Each of us is, of course, the son of his time, but we are not merely a case comparable to the rest of our contemporaries. Each of us is unique, and with the death of each one disappears what no one else can resume. Death haunts us, destruction threatens us: those diseases that harm us, these incidents undermine us, and such personal breaks destabilize us, the aging and decrepit that we become unrecognizable. We remember what we have been for a time—we were young, we were strong, we were beautiful even. Moreover, memories are embellished, making us better than they actually were. In the report there is some truth, but these recollections are also reconstructive surgery: we remind anyone better than it actually was. And how do we remember? Telling our own life with thread and with respect, with consistency: so pious and so merciless.
Because it is possible to judge us harshly. The old man may feel nostalgia for the young man who was, or thought to be. But the old man may experience pain for precisely what he did not become, for the bad decisions, projects rejected by cowardice, by paralysis, by personal stupidity. Remember to save us, to haunt, to assess, to be satisfied: the fact is that we remember telling, narrating. Narrating is the means we have to put the pieces of a life together. Not all: only certain parts. Narrating is the instrument with which we have to give general and specific meaning to what has happened and, higher, we evoke. To narrate is to put order to disperse, giving the simultaneous succession; attribute meaning to the incoherent. But not only that. To narrate is to kill time, accelerate or stop it: do as we accelerate the time or stop it.

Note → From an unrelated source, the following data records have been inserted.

//! Record-level filters applied while paging.

use crate::record::CommentRecord;

/// Minimum-likes gate. An unknown like count counts as zero, so such records
/// are dropped whenever `threshold > 0`.
#[inline]
pub fn passes_min_likes(rec: &CommentRecord, threshold: u64) -> bool {
    rec.likes_or_zero() >= threshold
}

/// True once `collected` has reached the optional cap.
#[inline]
pub fn cap_reached(collected: usize, max: Option<usize>) -> bool {
    matches!(max, Some(m) if collected >= m)
}
//! GraphQL query executor: one blocking request per comment page.

use crate::error::{ScrapeError, ScrapeResult};
use crate::media::MediaRef;
use crate::session::{build_headers, Session};
use reqwest::blocking::Client;
use serde::Serialize;
use serde_json::Value;
use std::time::Duration;

/// Query hash selecting the "parent comments of a shortcode media" query.
pub const PARENT_QUERY_HASH: &str = "97b41c52301f77ce508f55e66d17620e";

const DEFAULT_BASE_URL: &str = "https://www.instagram.com/graphql/query/";
const BODY_SNIPPET_CHARS: usize = 300;

/// Variables object of a page request. Serialized compactly; `after` is
/// omitted on the first page.
#[derive(Clone, Debug, PartialEq, Eq, Serialize)]
pub struct QueryVariables {
    pub shortcode: String,
    pub first: u32,
    #[serde(skip_serializing_if = "Option::is_none")]
    pub after: Option<String>,
}

impl QueryVariables {
    pub fn to_compact_json(&self) -> String {
        // A struct of strings and integers always serializes.
        serde_json::to_string(self).unwrap_or_default()
    }
}

/// Fetches one page of the comment query. Implementations keep no state
/// between calls; every failure is fatal to the run.
pub trait QueryExecutor {
    fn fetch_page(&self, vars: &QueryVariables) -> ScrapeResult<Value>;
}

impl<T: QueryExecutor + ?Sized> QueryExecutor for &T {
    fn fetch_page(&self, vars: &QueryVariables) -> ScrapeResult<Value> {
        (**self).fetch_page(vars)
    }
}

/// Blocking HTTP executor against the public GraphQL endpoint.
pub struct GraphqlClient {
    client: Client,
    endpoint: String,
    query_hash: String,
}

impl GraphqlClient {
    /// Builds a client carrying the session cookies and the referer of `media`.
    pub fn new(session: &Session, media: &MediaRef) -> ScrapeResult<Self> {
        Self::with_options(session, media, DEFAULT_BASE_URL, Duration::from_secs(30))
    }

    pub fn with_options(
        session: &Session,
        media: &MediaRef,
        base_url: &str,
        timeout: Duration,
    ) -> ScrapeResult<Self> {
        let headers = build_headers(&media.referer_url(), session)?;
        let client = Client::builder()
            .timeout(timeout)
            .default_headers(headers)
            .build()?;
        Ok(Self {
            client,
            endpoint: base_url.to_string(),
            query_hash: PARENT_QUERY_HASH.to_string(),
        })
    }

    pub fn with_query_hash(mut self, hash: impl Into<String>) -> Self {
        self.query_hash = hash.into();
        self
    }
}

impl QueryExecutor for GraphqlClient {
    fn fetch_page(&self, vars: &QueryVariables) -> ScrapeResult<Value> {
        let variables = vars.to_compact_json();
        tracing::debug!(endpoint = %self.endpoint, %variables, "graphql request");

        let resp = self
            .client
            .get(&self.endpoint)
            .query(&[("query_hash", self.query_hash.as_str()), ("variables", variables.as_str())])
            .send()?;

        let status = resp.status();
        let body = resp.text()?;
        if !status.is_success() {
            return Err(ScrapeError::Status {
                status: status.as_u16(),
                body_snippet: body.chars().take(BODY_SNIPPET_CHARS).collect(),
            });
        }
        parse_body(&body)
    }
}

/// Parse a response body, mapping invalid JSON to `MalformedResponse`.
pub fn parse_body(body: &str) -> ScrapeResult<Value> {
    serde_json::from_str(body).map_err(|e| ScrapeError::MalformedResponse(e.to_string()))
}

#[cfg(test)]
mod tests {
    use super::*;

    #[test]
    fn variables_are_compact_and_skip_missing_cursor() {
        let first = QueryVariables { shortcode: "ABC".into(), first: 50, after: None };
        assert_eq!(first.to_compact_json(), r#"{"shortcode":"ABC","first":50}"#);
        let next = QueryVariables { after: Some("QVFD".into()), ..first };
        assert_eq!(next.to_compact_json(), r#"{"shortcode":"ABC","first":50,"after":"QVFD"}"#);
    }

    #[test]
    fn html_body_is_malformed() {
        let err = parse_body("<!DOCTYPE html><html>login</html>").unwrap_err();
        assert!(matches!(err, ScrapeError::MalformedResponse(_)));
        assert!(parse_body(r#"{"data":null}"#).is_ok());
    }
}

Western prosperity has disrupted the obvious: we live in a society of expectations, in a space that rewards, in a place of exchange where we expect to prosper fairly. Contrary to what was the historical experience of other times, near the West makes our lives easier. We live in an area of well-founded optimism: the society does not determine, we think, the society does not put insurmountable or inevitable, as happened before.
Time is probably our biggest enigma. In all cultures and, of course, in the West prosperous today. Under normal circumstances, we think of children as a bundle of possibilities and deposited them sensible or exaggerated expectations. We want to think like an eternity that we exceed happily, as beings whose death does not look or contemplate. We think of children as they come: they are receiving the best and the best thing for them is yet to come. With these views we age and with those ideas more or less shared forge us some idea of the world. Us who die We shall not witness the death of the young. Shall we who hurt life: our children, by contrast, mature without damage or laceration.